A force d’entendre parler un peu partout de Mommy, on commence à bien connaître l’histoire du dernier film de Xavier Dolan. Steve, adolescent incontrôlable, l’est à un tel point qu’il doit finalement quitter le centre d’éducation fermé dans lequel l’a fait placer sa mère après une première condamnation pour vol. Dès lors, Diane (aka « Die ») et son fils vont tenter de renouer le fil d’une vie familiale fragilisée par les troubles psychiques du fils, puis brisée par la mort du père.
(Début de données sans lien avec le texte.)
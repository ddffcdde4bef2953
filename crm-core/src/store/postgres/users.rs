use async_trait::async_trait;
use chrono::{DateTime, Utc};
use uuid::Uuid;

use super::{conflict_on_unique, PgStore};
use crate::error::{CrmError, CrmResult};
use crate::models::user::normalize_email;
use crate::models::User;
use crate::store::UserStore;

const USER_COLUMNS: &str = r#"
    id, name, email, password_hash, role, is_active,
    last_login_at, created_at, updated_at
"#;

#[async_trait]
impl UserStore for PgStore {
    async fn insert(&self, user: User) -> CrmResult<User> {
        sqlx::query(
            r#"
            INSERT INTO users (
                id, name, email, password_hash, role, is_active,
                last_login_at, created_at, updated_at
            )
            VALUES ($1, $2, $3, $4, $5, $6, $7, $8, $9)
            "#,
        )
        .bind(user.id)
        .bind(&user.name)
        .bind(&user.email)
        .bind(&user.password_hash)
        .bind(user.role)
        .bind(user.is_active)
        .bind(user.last_login_at)
        .bind(user.created_at)
        .bind(user.updated_at)
        .execute(self.pool())
        .await
        .map_err(|e| conflict_on_unique(e, "User already exists"))?;
        Ok(user)
    }

    async fn find_by_email(&self, email: &str) -> CrmResult<Option<User>> {
        let query = format!("SELECT {} FROM users WHERE email = $1", USER_COLUMNS);
        let user = sqlx::query_as::<_, User>(&query)
            .bind(normalize_email(email))
            .fetch_optional(self.pool())
            .await?;
        Ok(user)
    }

    async fn find_by_id(&self, id: Uuid) -> CrmResult<Option<User>> {
        let query = format!("SELECT {} FROM users WHERE id = $1", USER_COLUMNS);
        let user = sqlx::query_as::<_, User>(&query)
            .bind(id)
            .fetch_optional(self.pool())
            .await?;
        Ok(user)
    }

    async fn record_login(&self, id: Uuid, at: DateTime<Utc>) -> CrmResult<()> {
        let result = sqlx::query("UPDATE users SET last_login_at = $2 WHERE id = $1")
            .bind(id)
            .bind(at)
            .execute(self.pool())
            .await?;
        if result.rows_affected() == 0 {
            return Err(CrmError::NotFound("User"));
        }
        Ok(())
    }
}
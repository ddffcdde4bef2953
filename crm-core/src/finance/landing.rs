use chrono::{DateTime, Duration, Utc};
use serde::Serialize;
use std::sync::Arc;
use tokio::sync::Mutex;
use tracing::{debug, error};

use crate::calendar::{BusinessCalendar, DateWindow};
use crate::clock::Clock;
use crate::error::CrmResult;
use crate::models::client::ClientFilter;
use crate::models::lead::LeadFilter;
use crate::models::{Client, Lead, LeadStatus};
use crate::store::{OwnerScope, Stores};

/// Public counters shown on the landing page.
#[derive(Debug, Clone, PartialEq, Serialize)]
#[serde(rename_all = "camelCase")]
pub struct LandingStats {
    pub leads_managed: u64,
    pub clients_converted: u64,
    pub delivered_clients: u64,
    pub avg_follow_up_hours: f64,
    pub avg_follow_up_label: String,
    pub today_follow_ups: u64,
    pub todays_tasks: u64,
    pub updated_at: DateTime<Utc>,
}

/// Renders an hour count as `~Nd`, `~Nh` or `~Nm`.
pub fn follow_up_label(hours: f64) -> String {
    if hours >= 24.0 {
        format!("~{}d", (hours / 24.0).round())
    } else if hours >= 1.0 {
        format!("~{}h", hours.round())
    } else {
        format!("~{}m", (hours * 60.0).round())
    }
}

fn counts_as_today_follow_up(lead: &Lead, today: DateWindow) -> bool {
    lead.follow_up_date.is_some_and(|f| today.contains(f))
        && lead.status.needs_follow_up()
        && lead.status != LeadStatus::NotInterested
}

impl LandingStats {
    pub fn compute(
        leads: &[Lead],
        clients: &[Client],
        today: DateWindow,
        now: DateTime<Utc>,
    ) -> Self {
        // Negative gaps (follow-up before intake) are data noise.
        let gaps: Vec<f64> = leads
            .iter()
            .filter_map(Lead::follow_up_lead_hours)
            .filter(|h| *h >= 0.0)
            .collect();
        let avg_follow_up_hours = if gaps.is_empty() {
            0.0
        } else {
            gaps.iter().sum::<f64>() / gaps.len() as f64
        };

        LandingStats {
            leads_managed: leads.len() as u64,
            clients_converted: clients.len() as u64,
            delivered_clients: clients.iter().filter(|c| c.is_delivered()).count() as u64,
            avg_follow_up_label: follow_up_label(avg_follow_up_hours),
            avg_follow_up_hours,
            today_follow_ups: leads
                .iter()
                .filter(|l| counts_as_today_follow_up(l, today))
                .count() as u64,
            todays_tasks: clients
                .iter()
                .filter(|c| !c.is_delivered() && today.contains(c.project_end_date))
                .count() as u64,
            updated_at: now,
        }
    }

    /// All-zero snapshot served when the stores cannot be read.
    pub fn empty(now: DateTime<Utc>) -> Self {
        Self::compute(&[], &[], DateWindow::UNBOUNDED, now)
    }
}

struct CachedStats {
    computed_at: DateTime<Utc>,
    stats: LandingStats,
}

/// Single-slot, process-wide cache for [`LandingStats`].
///
/// A hit returns the stored snapshot unchanged, `updated_at` included.
/// Writes to leads or clients do not invalidate it.
pub struct LandingCache {
    stores: Stores,
    calendar: BusinessCalendar,
    clock: Arc<dyn Clock>,
    ttl: Duration,
    slot: Mutex<Option<CachedStats>>,
}

impl LandingCache {
    pub fn new(
        stores: Stores,
        calendar: BusinessCalendar,
        clock: Arc<dyn Clock>,
        ttl: Duration,
    ) -> Self {
        Self {
            stores,
            calendar,
            clock,
            ttl,
            slot: Mutex::new(None),
        }
    }

    async fn compute(&self, now: DateTime<Utc>) -> CrmResult<LandingStats> {
        let leads = self.stores.leads.list(&LeadFilter::default()).await?;
        let clients = self
            .stores
            .clients
            .list(&ClientFilter::default(), OwnerScope::All)
            .await?;
        Ok(LandingStats::compute(
            &leads,
            &clients,
            self.calendar.today(now),
            now,
        ))
    }

    /// Returns the cached snapshot if it is younger than the TTL, otherwise
    /// recomputes. Failed computations are served as zeros and not cached.
    pub async fn get(&self) -> LandingStats {
        // Held across the recompute so concurrent misses compute once.
        let mut slot = self.slot.lock().await;
        let now = self.clock.now();

        if let Some(cached) = slot.as_ref() {
            if now - cached.computed_at < self.ttl {
                debug!("Landing stats served from cache");
                return cached.stats.clone();
            }
        }

        match self.compute(now).await {
            Ok(stats) => {
                *slot = Some(CachedStats {
                    computed_at: now,
                    stats: stats.clone(),
                });
                stats
            }
            Err(e) => {
                error!("Landing stats computation failed: {}", e);
                LandingStats::empty(now)
            }
        }
    }
}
Un tel point de départ pourrait annoncer deux heures lumineuses comme un film des frères Dardenne : pour le malheur des spectateurs masochistes, peut-être, il n’en est rien. Car l’enthousiasme exubérant de l’adolescent à la sortie du centre – qui exulte de pouvoir vivre la merditude des choses sous le ciel bleu du Québec plutôt que sous le plafond de la cantine – ne laisse aucun doute à ce sujet : cette sortie est une libération, ou plutôt une évasion.
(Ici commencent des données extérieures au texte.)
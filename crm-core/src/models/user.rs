use chrono::{DateTime, Utc};
use serde::{Deserialize, Serialize};
use sqlx::FromRow;
use uuid::Uuid;
use validator::Validate;

/// Role carried by every authenticated caller.
#[derive(Debug, Clone, Copy, PartialEq, Eq, Serialize, Deserialize, sqlx::Type)]
#[sqlx(type_name = "varchar")]
pub enum Role {
    #[sqlx(rename = "admin")]
    #[serde(rename = "admin")]
    Admin,
    #[sqlx(rename = "calling_staff")]
    #[serde(rename = "calling_staff")]
    CallingStaff,
}

impl Role {
    pub fn is_admin(&self) -> bool {
        matches!(self, Role::Admin)
    }
}

/// User model representing a CRM operator.
///
/// Maps to the `users` table.
#[derive(Debug, Clone, Serialize, Deserialize, FromRow)]
#[serde(rename_all = "camelCase")]
pub struct User {
    pub id: Uuid,

    pub name: String,

    /// Unique, stored lowercased
    pub email: String,

    /// Bcrypt hashed password
    #[serde(skip_serializing, default)]
    pub password_hash: String,

    pub role: Role,

    pub is_active: bool,

    pub last_login_at: Option<DateTime<Utc>>,

    pub created_at: DateTime<Utc>,

    pub updated_at: DateTime<Utc>,
}

impl User {
    pub fn new(
        name: String,
        email: &str,
        password_hash: String,
        role: Role,
        now: DateTime<Utc>,
    ) -> Self {
        User {
            id: Uuid::new_v4(),
            name,
            email: normalize_email(email),
            password_hash,
            role,
            is_active: true,
            last_login_at: None,
            created_at: now,
            updated_at: now,
        }
    }
}

pub fn normalize_email(email: &str) -> String {
    email.trim().to_lowercase()
}

/// Account creation request
#[derive(Debug, Clone, Serialize, Deserialize, Validate)]
pub struct RegisterUser {
    #[validate(length(min = 1, max = 255, message = "must be 1-255 characters"))]
    pub name: String,
    #[validate(
        email(message = "must be a valid email"),
        length(max = 255, message = "must be at most 255 characters")
    )]
    pub email: String,
    #[validate(length(min = 6, message = "must be at least 6 characters"))]
    pub password: String,
    pub role: Option<Role>,
}

#[derive(Debug, Clone, Serialize, Deserialize)]
pub struct LoginRequest {
    pub email: String,
    pub password: String,
}

/// Public representation returned alongside a token.
#[derive(Debug, Clone, Serialize, Deserialize)]
#[serde(rename_all = "camelCase")]
pub struct UserResponse {
    pub id: Uuid,
    pub name: String,
    pub email: String,
    pub role: Role,
}

impl From<User> for UserResponse {
    fn from(user: User) -> Self {
        UserResponse {
            id: user.id,
            name: user.name,
            email: user.email,
            role: user.role,
        }
    }
}

#[derive(Debug, Clone, Serialize, Deserialize)]
pub struct AuthResponse {
    pub message: String,
    pub token: String,
    pub user: UserResponse,
}
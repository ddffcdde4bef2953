use chrono::{DateTime, Duration, Utc};
use std::sync::{Arc, RwLock};

/// Source of the current instant.
///
/// Everything time-dependent (task expiry, landing cache TTL, "today"
/// windows) reads the time through this trait so tests can move it.
pub trait Clock: Send + Sync {
    fn now(&self) -> DateTime<Utc>;
}

/// Wall clock backed by `Utc::now()`.
#[derive(Debug, Clone, Copy, Default)]
pub struct SystemClock;

impl Clock for SystemClock {
    fn now(&self) -> DateTime<Utc> {
        Utc::now()
    }
}

/// Manually driven clock for tests.
#[derive(Debug, Clone)]
pub struct ManualClock {
    current: Arc<RwLock<DateTime<Utc>>>,
}

impl ManualClock {
    pub fn new(start: DateTime<Utc>) -> Self {
        Self {
            current: Arc::new(RwLock::new(start)),
        }
    }

    /// Moves the clock forward by `by`.
    pub fn advance(&self, by: Duration) {
        let mut current = self.current.write().unwrap_or_else(|e| e.into_inner());
        *current += by;
    }

    pub fn set(&self, to: DateTime<Utc>) {
        let mut current = self.current.write().unwrap_or_else(|e| e.into_inner());
        *current = to;
    }
}

impl Clock for ManualClock {
    fn now(&self) -> DateTime<Utc> {
        *self.current.read().unwrap_or_else(|e| e.into_inner())
    }
}
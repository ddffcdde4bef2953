//! The per-user daily task board.

use serde::{Deserialize, Serialize};
use std::sync::Arc;
use tracing::info;
use uuid::Uuid;

use crate::calendar::BusinessCalendar;
use crate::clock::Clock;
use crate::error::{CrmError, CrmResult};
use crate::models::task::CreateTask;
use crate::models::{Task, TaskStatus};
use crate::store::TaskStore;

/// `status` query filter for the day listing.
#[derive(Debug, Clone, Copy, PartialEq, Eq, Default, Serialize, Deserialize)]
#[serde(rename_all = "lowercase")]
pub enum TaskStatusFilter {
    #[default]
    Pending,
    Completed,
    All,
}

impl TaskStatusFilter {
    pub fn parse(raw: Option<&str>) -> CrmResult<Self> {
        match raw.map(str::trim) {
            None | Some("") | Some("pending") => Ok(TaskStatusFilter::Pending),
            Some("completed") => Ok(TaskStatusFilter::Completed),
            Some("all") => Ok(TaskStatusFilter::All),
            Some(other) => Err(CrmError::validation(format!("Invalid status: {}", other))),
        }
    }

    fn admits(&self, status: TaskStatus) -> bool {
        match self {
            TaskStatusFilter::All => true,
            TaskStatusFilter::Pending => status == TaskStatus::Pending,
            TaskStatusFilter::Completed => status == TaskStatus::Completed,
        }
    }
}

#[derive(Debug, Clone, Copy, Default, PartialEq, Eq, Serialize)]
pub struct TaskCounts {
    pub pending: u64,
    pub completed: u64,
}

#[derive(Debug, Clone, Serialize)]
pub struct TodayTasks {
    pub tasks: Vec<Task>,
    /// Always over the whole day, whatever the filter
    pub counts: TaskCounts,
}

#[derive(Clone)]
pub struct TaskBoard {
    store: Arc<dyn TaskStore>,
    calendar: BusinessCalendar,
    clock: Arc<dyn Clock>,
}

impl TaskBoard {
    pub fn new(store: Arc<dyn TaskStore>, calendar: BusinessCalendar, clock: Arc<dyn Clock>) -> Self {
        Self {
            store,
            calendar,
            clock,
        }
    }

    pub async fn create(&self, user: Uuid, request: CreateTask) -> CrmResult<Task> {
        let task = Task::schedule(user, request, &self.calendar, self.clock.now())?;
        let task = self.store.insert(task).await?;
        info!("Task {} created for user {}", task.id, user);
        Ok(task)
    }

    pub async fn list_today(&self, user: Uuid, filter: TaskStatusFilter) -> CrmResult<TodayTasks> {
        let now = self.clock.now();
        let day = self.store.list_for_day(user, self.calendar.today(now), now).await?;

        let counts = day.iter().fold(TaskCounts::default(), |mut counts, task| {
            match task.status {
                TaskStatus::Pending => counts.pending += 1,
                TaskStatus::Completed => counts.completed += 1,
            }
            counts
        });
        let tasks = day.into_iter().filter(|t| filter.admits(t.status)).collect();

        Ok(TodayTasks { tasks, counts })
    }

    pub async fn toggle(&self, id: Uuid, user: Uuid) -> CrmResult<Task> {
        self.store.toggle(id, user, self.clock.now()).await
    }

    pub async fn delete(&self, id: Uuid, user: Uuid) -> CrmResult<()> {
        self.store.delete(id, user, self.clock.now()).await?;
        info!("Task {} deleted by user {}", id, user);
        Ok(())
    }

    /// Removes today's completed tasks; returns how many were removed.
    pub async fn clear_completed(&self, user: Uuid) -> CrmResult<u64> {
        let now = self.clock.now();
        let deleted = self
            .store
            .clear_completed(user, self.calendar.today(now), now)
            .await?;
        info!("Cleared {} completed task(s) for user {}", deleted, user);
        Ok(deleted)
    }
}

#[cfg(test)]
mod tests {
    use super::*;
    use crate::clock::ManualClock;
    use crate::models::TaskPriority;
    use crate::store::MemoryStore;
    use chrono::{Duration, TimeZone, Utc};

    fn board(clock: &ManualClock) -> TaskBoard {
        TaskBoard::new(
            Arc::new(MemoryStore::new()),
            BusinessCalendar::default(),
            Arc::new(clock.clone()),
        )
    }

    fn create(title: &str, time: &str) -> CreateTask {
        CreateTask {
            title: Some(title.to_string()),
            time: Some(time.to_string()),
            priority: Some(TaskPriority::High),
        }
    }

    #[tokio::test]
    async fn test_list_orders_by_due_and_counts_whole_day() {
        let clock = ManualClock::new(Utc.with_ymd_and_hms(2024, 9, 2, 4, 0, 0).unwrap());
        let board = board(&clock);
        let me = Uuid::new_v4();

        let late = board.create(me, create("Send invoice", "17:00")).await.unwrap();
        let early = board.create(me, create("Standup", "10:00")).await.unwrap();
        board.create(Uuid::new_v4(), create("Not mine", "11:00")).await.unwrap();
        board.toggle(late.id, me).await.unwrap();

        let pending = board.list_today(me, TaskStatusFilter::Pending).await.unwrap();
        assert_eq!(pending.tasks.len(), 1);
        assert_eq!(pending.tasks[0].id, early.id);
        assert_eq!(pending.counts, TaskCounts { pending: 1, completed: 1 });

        let all = board.list_today(me, TaskStatusFilter::All).await.unwrap();
        let ids: Vec<Uuid> = all.tasks.iter().map(|t| t.id).collect();
        assert_eq!(ids, vec![early.id, late.id]);
    }

    #[tokio::test]
    async fn test_expired_task_disappears() {
        let clock = ManualClock::new(Utc.with_ymd_and_hms(2024, 9, 2, 4, 0, 0).unwrap());
        let board = board(&clock);
        let me = Uuid::new_v4();

        let task = board.create(me, create("Call supplier", "12:00")).await.unwrap();
        let listed = board.list_today(me, TaskStatusFilter::All).await.unwrap();
        assert_eq!(listed.tasks.len(), 1);

        clock.set(task.expire_at + Duration::milliseconds(1));
        let listed = board.list_today(me, TaskStatusFilter::All).await.unwrap();
        assert!(listed.tasks.is_empty());
        assert_eq!(listed.counts, TaskCounts::default());
        assert!(matches!(
            board.toggle(task.id, me).await,
            Err(CrmError::NotFound(_))
        ));
        assert!(matches!(
            board.delete(task.id, me).await,
            Err(CrmError::NotFound(_))
        ));
    }

    #[tokio::test]
    async fn test_owner_scoping_and_clear_completed() {
        let clock = ManualClock::new(Utc.with_ymd_and_hms(2024, 9, 2, 4, 0, 0).unwrap());
        let board = board(&clock);
        let me = Uuid::new_v4();
        let other = Uuid::new_v4();

        let a = board.create(me, create("A", "09:30")).await.unwrap();
        let b = board.create(me, create("B", "09:45")).await.unwrap();
        board.create(me, create("C", "10:00")).await.unwrap();

        assert!(matches!(
            board.toggle(a.id, other).await,
            Err(CrmError::NotFound(_))
        ));
        board.toggle(a.id, me).await.unwrap();
        board.toggle(b.id, me).await.unwrap();

        assert_eq!(board.clear_completed(other).await.unwrap(), 0);
        assert_eq!(board.clear_completed(me).await.unwrap(), 2);
        let left = board.list_today(me, TaskStatusFilter::All).await.unwrap();
        assert_eq!(left.counts, TaskCounts { pending: 1, completed: 0 });
    }

    #[test]
    fn test_status_filter_parse() {
        assert_eq!(TaskStatusFilter::parse(None).unwrap(), TaskStatusFilter::Pending);
        assert_eq!(TaskStatusFilter::parse(Some("all")).unwrap(), TaskStatusFilter::All);
        assert!(TaskStatusFilter::parse(Some("done")).is_err());
    }
}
Film sur la liberté – disons-le – Mommy l’est d’abord parce qu’il l’érige en problème. Comment être libre, dans une existence perpétuellement menacée d’étouffement par le chapelet de ses carcans ? A la disparition d’un père mort prématurément répond le deuil impossible d’un enfant qui abolit tout langage. Aux contraintes de la vie salariale et à l’énigme des fins de mois répond la voix sarcastique des inégalités intellectuelles et économiques, qui imposent au fils intenable d’assimiler les bases d’une éducation légitime, seule à même de lui permettre d’échapper à l’épidémie de domesticité qui gagne ce Canada de 2015 : toujours prête à 'y aller', Diane, qui ne l’a pas reçue, fait briller les demeures et les fortunes mystérieusement acquises quand la maison familiale croule et se bordélise. Mais finalement, la plus redoutable des menaces réside dans un autre étau : celui de la "personnalité impulsive" mieux connue sous le nom de psychopathie, dont Steve incarne en tous points le tableau clinique et qui, en plus de balayer irrémédiablement toute prétention à une existence politique et sociale, étouffe jusqu'au désir de vivre et de laisser vivre.
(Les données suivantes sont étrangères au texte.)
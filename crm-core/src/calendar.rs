use chrono::{
    DateTime, Datelike, Duration, NaiveDate, NaiveDateTime, NaiveTime, TimeZone, Utc,
};
use chrono_tz::Tz;
use serde::Serialize;

use crate::error::{CrmError, CrmResult};

/// Half-open time window `[start, end)`. A missing bound is unbounded.
#[derive(Debug, Clone, Copy, PartialEq, Eq, Default, Serialize)]
#[serde(rename_all = "camelCase")]
pub struct DateWindow {
    pub start: Option<DateTime<Utc>>,
    pub end: Option<DateTime<Utc>>,
}

impl DateWindow {
    pub const UNBOUNDED: DateWindow = DateWindow {
        start: None,
        end: None,
    };

    pub fn between(start: DateTime<Utc>, end: DateTime<Utc>) -> Self {
        Self {
            start: Some(start),
            end: Some(end),
        }
    }

    pub fn contains(&self, instant: DateTime<Utc>) -> bool {
        self.start.map_or(true, |s| instant >= s) && self.end.map_or(true, |e| instant < e)
    }

    pub fn is_unbounded(&self) -> bool {
        self.start.is_none() && self.end.is_none()
    }
}

/// Which side of a filter range a user-supplied date is for.
#[derive(Debug, Clone, Copy, PartialEq, Eq)]
pub enum RangeBound {
    Start,
    End,
}

/// Day, week, month and year boundaries in the business timezone.
///
/// All "today" logic in the crate goes through here so that the host
/// timezone never leaks into task expiry or report windows.
#[derive(Debug, Clone, Copy)]
pub struct BusinessCalendar {
    tz: Tz,
}

impl BusinessCalendar {
    pub fn new(tz: Tz) -> Self {
        Self { tz }
    }

    pub fn timezone(&self) -> Tz {
        self.tz
    }

    /// Calendar date of `instant` as seen in the business timezone.
    pub fn local_date(&self, instant: DateTime<Utc>) -> NaiveDate {
        instant.with_timezone(&self.tz).date_naive()
    }

    /// (year, month) of `instant` in the business timezone.
    pub fn year_month(&self, instant: DateTime<Utc>) -> (i32, u32) {
        let local = instant.with_timezone(&self.tz);
        (local.year(), local.month())
    }

    fn localize(&self, naive: NaiveDateTime) -> DateTime<Utc> {
        // A local time inside a DST gap has no mapping; fall back to UTC.
        self.tz
            .from_local_datetime(&naive)
            .earliest()
            .map(|dt| dt.with_timezone(&Utc))
            .unwrap_or_else(|| naive.and_utc())
    }

    pub fn start_of_day(&self, date: NaiveDate) -> DateTime<Utc> {
        self.localize(date.and_time(NaiveTime::MIN))
    }

    /// Last representable millisecond of `date` (23:59:59.999 local).
    pub fn end_of_day(&self, date: NaiveDate) -> DateTime<Utc> {
        self.day_window(date)
            .end
            .map(|next| next - Duration::milliseconds(1))
            .unwrap_or_else(|| self.start_of_day(date))
    }

    pub fn at_time(&self, date: NaiveDate, time: NaiveTime) -> DateTime<Utc> {
        self.localize(date.and_time(time))
    }

    pub fn day_window(&self, date: NaiveDate) -> DateWindow {
        let start = self.start_of_day(date);
        let end = date
            .succ_opt()
            .map(|next| self.start_of_day(next))
            .unwrap_or(start + Duration::days(1));
        DateWindow::between(start, end)
    }

    pub fn today(&self, now: DateTime<Utc>) -> DateWindow {
        self.day_window(self.local_date(now))
    }

    /// Start of the current week. Weeks begin on Sunday.
    pub fn start_of_week(&self, now: DateTime<Utc>) -> DateTime<Utc> {
        let today = self.local_date(now);
        let offset = today.weekday().num_days_from_sunday() as i64;
        self.start_of_day(today - Duration::days(offset))
    }

    pub fn start_of_month(&self, now: DateTime<Utc>) -> DateTime<Utc> {
        let today = self.local_date(now);
        self.start_of_day(today.with_day(1).unwrap_or(today))
    }

    /// `[1st of month 00:00, 1st of next month 00:00)`.
    pub fn month_window(&self, year: i32, month: u32) -> CrmResult<DateWindow> {
        let first = NaiveDate::from_ymd_opt(year, month, 1)
            .ok_or_else(|| CrmError::validation(format!("Invalid month: {}-{}", year, month)))?;
        let next = if month == 12 {
            NaiveDate::from_ymd_opt(year + 1, 1, 1)
        } else {
            NaiveDate::from_ymd_opt(year, month + 1, 1)
        }
        .ok_or_else(|| CrmError::validation(format!("Invalid month: {}-{}", year, month)))?;

        Ok(DateWindow::between(
            self.start_of_day(first),
            self.start_of_day(next),
        ))
    }

    /// `[Jan 1 00:00, next Jan 1 00:00)`.
    pub fn year_window(&self, year: i32) -> CrmResult<DateWindow> {
        let first = NaiveDate::from_ymd_opt(year, 1, 1)
            .ok_or_else(|| CrmError::validation(format!("Invalid year: {}", year)))?;
        let next = NaiveDate::from_ymd_opt(year + 1, 1, 1)
            .ok_or_else(|| CrmError::validation(format!("Invalid year: {}", year)))?;
        Ok(DateWindow::between(
            self.start_of_day(first),
            self.start_of_day(next),
        ))
    }

    /// Resolves the reporting window for an optional year and month.
    ///
    /// A month without a year is ignored.
    pub fn period_window(&self, year: Option<i32>, month: Option<u32>) -> CrmResult<DateWindow> {
        match (year, month) {
            (Some(year), Some(month)) => self.month_window(year, month),
            (Some(year), None) => self.year_window(year),
            (None, _) => Ok(DateWindow::UNBOUNDED),
        }
    }

    /// Parses a `startDate`/`endDate` query value.
    ///
    /// Both bounds are inclusive for the caller. For [`RangeBound::End`] the
    /// returned value is the exclusive end of a half-open window:
    ///
    /// - an RFC 3339 instant is moved one microsecond later, the resolution
    ///   of a Postgres timestamp, so a record stamped exactly at `endDate`
    ///   is kept;
    /// - a plain `YYYY-MM-DD` date maps to the start of the following day,
    ///   so the whole end day is kept.
    ///
    /// Start bounds are the instant itself or the start of that day.
    pub fn parse_bound(&self, raw: &str, bound: RangeBound) -> CrmResult<DateTime<Utc>> {
        let raw = raw.trim();
        if let Ok(instant) = DateTime::parse_from_rfc3339(raw) {
            let instant = instant.with_timezone(&Utc);
            return Ok(match bound {
                RangeBound::Start => instant,
                RangeBound::End => instant + Duration::microseconds(1),
            });
        }

        let date = NaiveDate::parse_from_str(raw, "%Y-%m-%d")
            .map_err(|_| CrmError::validation(format!("Invalid date: {}", raw)))?;

        Ok(match bound {
            RangeBound::Start => self.start_of_day(date),
            RangeBound::End => self
                .day_window(date)
                .end
                .unwrap_or_else(|| self.start_of_day(date)),
        })
    }

    /// Builds a filter window from optional `startDate`/`endDate` strings.
    pub fn range(&self, start: Option<&str>, end: Option<&str>) -> CrmResult<DateWindow> {
        let start = start
            .filter(|s| !s.trim().is_empty())
            .map(|s| self.parse_bound(s, RangeBound::Start))
            .transpose()?;
        let end = end
            .filter(|s| !s.trim().is_empty())
            .map(|s| self.parse_bound(s, RangeBound::End))
            .transpose()?;
        Ok(DateWindow { start, end })
    }
}

impl Default for BusinessCalendar {
    fn default() -> Self {
        Self::new(chrono_tz::Asia::Kolkata)
    }
}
Mis au défi par toutes ces forces de l’asservissement, Diane et Steve ont la ferme intention de faire mentir le destin, quitte à sortir la sulfateuse des affranchis de l’existence commune. Machine de résistance efficace en apparence, puisque toutes les lois et toutes les conventions sont transpercées l’une après l’autre. Les règles élémentaires de la bienséance comme l’intégrité corporelle des individus, l’impératif de vie conjugale comme la propriété privée, les frontières du « bon goût » comme les axes centraux du politiquement correct. Au contact de la mitraille existentielle, le personnage de Kayla, la voisine qui intègre progressivement le couple initial, revient au rire et au langage : elle montre à quel point les forces de la liberté sont magnétiques et restaurent à tout prix celles de l’humanité (de ce qui nous fait hommes).

Ce problème qu’aborde le film de Dolan est finalement un vieux problème, et Kayla et Steve, en leurs gestes ultimes, ne font que l’ouvrir plus profondément. Le choix spinozien de la première, qui reconnait et assume la nécessité dont elle s'affranchit plus ou moins par une recrudescende de conscience, parlera peut-être plus aux contemporains ; l’affirmation de Steve en forme de passage à l'acte, geste des fous et des êtres ou des moments extra-ordinaires, évoquera peut-être d’autres situations historiques. Dans tous les cas, Mommy est un (très) bon film, parce qu’il ne donne pas de réponse, qu’il n’est pas un discours. C’est aussi un film utile, parce qu’au son des hits des années 90, il repose la question toujours inactuelle et éternellement décisive : comment être libre ?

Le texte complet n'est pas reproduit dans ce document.